The MirrorARCHIVES: May 01 - May 07.2008 Vol. 23 No. 45  





Bicontinental
disorder

>>Josip Novakovich’s Infidelities: Stories
of War and Lust
explores the struggles
of Croatians at home and abroad



by JULIET WATERS

In an interview at the back of Josip Novakovich’s book of short stories, Infidelities: Stories of War and Lust, he says, “I will never be free from being drawn back to Croatia… or from the impulse to flee it once I am there. That exilic impulse is part of me wherever I am—I’d always like to be elsewhere. It’s a symptom of cultural schizophrenia—my bicontinental disorder. It’s quite expensive to treat it—lots of airfares.”

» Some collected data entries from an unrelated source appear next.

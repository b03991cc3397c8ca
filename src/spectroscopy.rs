//! Spectroscopic line lists.
//!
//! A [`LineList`] is the immutable collection of transitions for one
//! (molecule, isotope) pair, restricted at construction to the wavenumber
//! window of interest. Reading and parsing HITRAN-format files happens
//! upstream; this module only deals with already-typed records.

use crate::error::{ModelError, Result};

/// A single spectroscopic transition.
///
/// Units follow the HITRAN conventions: wavenumbers in cm⁻¹, line intensity
/// in cm⁻¹·cm²/molecule at the 296 K reference temperature, air-broadened
/// half width at half maximum in cm⁻¹/atm at 296 K and 1 atm.
#[derive(Debug, Clone, Copy, PartialEq)]
pub struct LineTransition {
    /// Line center ν₀ in cm⁻¹.
    pub center_wavenumber: f64,
    /// Line intensity S at the 296 K reference, cm⁻¹·cm²/molecule.
    pub intensity: f64,
    /// Air-broadened Lorentz HWHM γ_air in cm⁻¹/atm at 296 K, 1 atm.
    pub air_hwhm: f64,
    /// Lower-state energy E″ in cm⁻¹.
    pub lower_state_energy: f64,
    /// Exponent n of the (296/T)ⁿ temperature dependence of γ_air.
    pub temperature_exponent: f64,
}

/// Identity and bulk properties of the absorbing species.
#[derive(Debug, Clone, Copy, PartialEq)]
pub struct Molecule {
    /// HITRAN molecule number.
    pub id: u8,
    /// HITRAN isotopologue number within the molecule.
    pub isotope: u8,
    /// Molar mass in g/mol, used for the Doppler width.
    pub molar_mass_g: f64,
}

impl Molecule {
    /// Create a molecule descriptor from a molar mass in g/mol.
    pub fn new(id: u8, isotope: u8, molar_mass_g: f64) -> Self {
        Self {
            id,
            isotope,
            molar_mass_g,
        }
    }

    /// Molar mass in g/mol.
    pub fn molar_mass_g(&self) -> f64 {
        self.molar_mass_g
    }
}

/// Ordered, windowed collection of transitions for one molecule/isotope.
///
/// The stored order is the input order of the records that survive the
/// window filter. Summation over lines always follows this order so results
/// are bit-reproducible between runs.
#[derive(Debug, Clone)]
pub struct LineList {
    molecule: Molecule,
    window: (f64, f64),
    lines: Vec<LineTransition>,
}

impl LineList {
    /// Build a line list from typed records, keeping only transitions whose
    /// center falls inside `[window.0, window.1]`.
    ///
    /// Records with a non-finite or non-positive center, or a non-finite or
    /// negative intensity, are rejected as a data error. An empty result is
    /// valid: it simply yields zero absorption everywhere.
    pub fn new<I>(molecule: Molecule, records: I, window: (f64, f64)) -> Result<Self>
    where
        I: IntoIterator<Item = LineTransition>,
    {
        if !(window.0.is_finite() && window.1.is_finite()) || window.0 > window.1 {
            return Err(ModelError::DataError(format!(
                "bad wavenumber window [{}, {}]",
                window.0, window.1
            )));
        }

        let mut lines = Vec::new();
        for record in records {
            if !record.center_wavenumber.is_finite() || record.center_wavenumber <= 0. {
                return Err(ModelError::DataError(format!(
                    "line center {} is not a positive wavenumber",
                    record.center_wavenumber
                )));
            }
            if !record.intensity.is_finite() || record.intensity < 0. {
                return Err(ModelError::DataError(format!(
                    "line intensity {} at ν₀={} is not a non-negative number",
                    record.intensity, record.center_wavenumber
                )));
            }
            if record.air_hwhm < 0. {
                return Err(ModelError::DataError(format!(
                    "air-broadened half width {} at ν₀={} is negative",
                    record.air_hwhm, record.center_wavenumber
                )));
            }
            if (window.0..=window.1).contains(&record.center_wavenumber) {
                lines.push(record);
            }
        }

        Ok(Self {
            molecule,
            window,
            lines,
        })
    }

    /// Map the five per-line HITRAN fields onto [`LineTransition`] records.
    ///
    /// This is the shape of one record of a columnar `.par` file after the
    /// upstream reader has split and parsed it.
    pub fn from_hitran_fields<I>(
        molecule: Molecule,
        fields: I,
        window: (f64, f64),
    ) -> Result<Self>
    where
        I: IntoIterator<Item = (f64, f64, f64, f64, f64)>,
    {
        let records = fields.into_iter().map(
            |(center, intensity, air_hwhm, lower_energy, exponent)| LineTransition {
                center_wavenumber: center,
                intensity,
                air_hwhm,
                lower_state_energy: lower_energy,
                temperature_exponent: exponent,
            },
        );
        Self::new(molecule, records, window)
    }

    /// The absorbing species.
    pub fn molecule(&self) -> Molecule {
        self.molecule
    }

    /// The wavenumber window the list was restricted to, in cm⁻¹.
    pub fn window(&self) -> (f64, f64) {
        self.window
    }

    /// Transitions inside the window, in stable input order.
    pub fn lines(&self) -> &[LineTransition] {
        &self.lines
    }

    /// Number of transitions inside the window.
    pub fn len(&self) -> usize {
        self.lines.len()
    }

    /// Whether the window contains no transitions.
    pub fn is_empty(&self) -> bool {
        self.lines.is_empty()
    }
}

Whatever the price of treatment, bicontinental disorder is producing some of America’s best writers. Junot Díaz, who recently won the Pulitzer for The Brief Wondrous Life of Oscar Wao, has spent a lifetime travelling back and forth between New Jersey and the Dominican Republic. Other writers whose dual citizenship has produced exceptional work include Chimanda Ngozi Adichie (Half of a Yellow Sun) and Rattawut Lapcharoensap (Sightseeing).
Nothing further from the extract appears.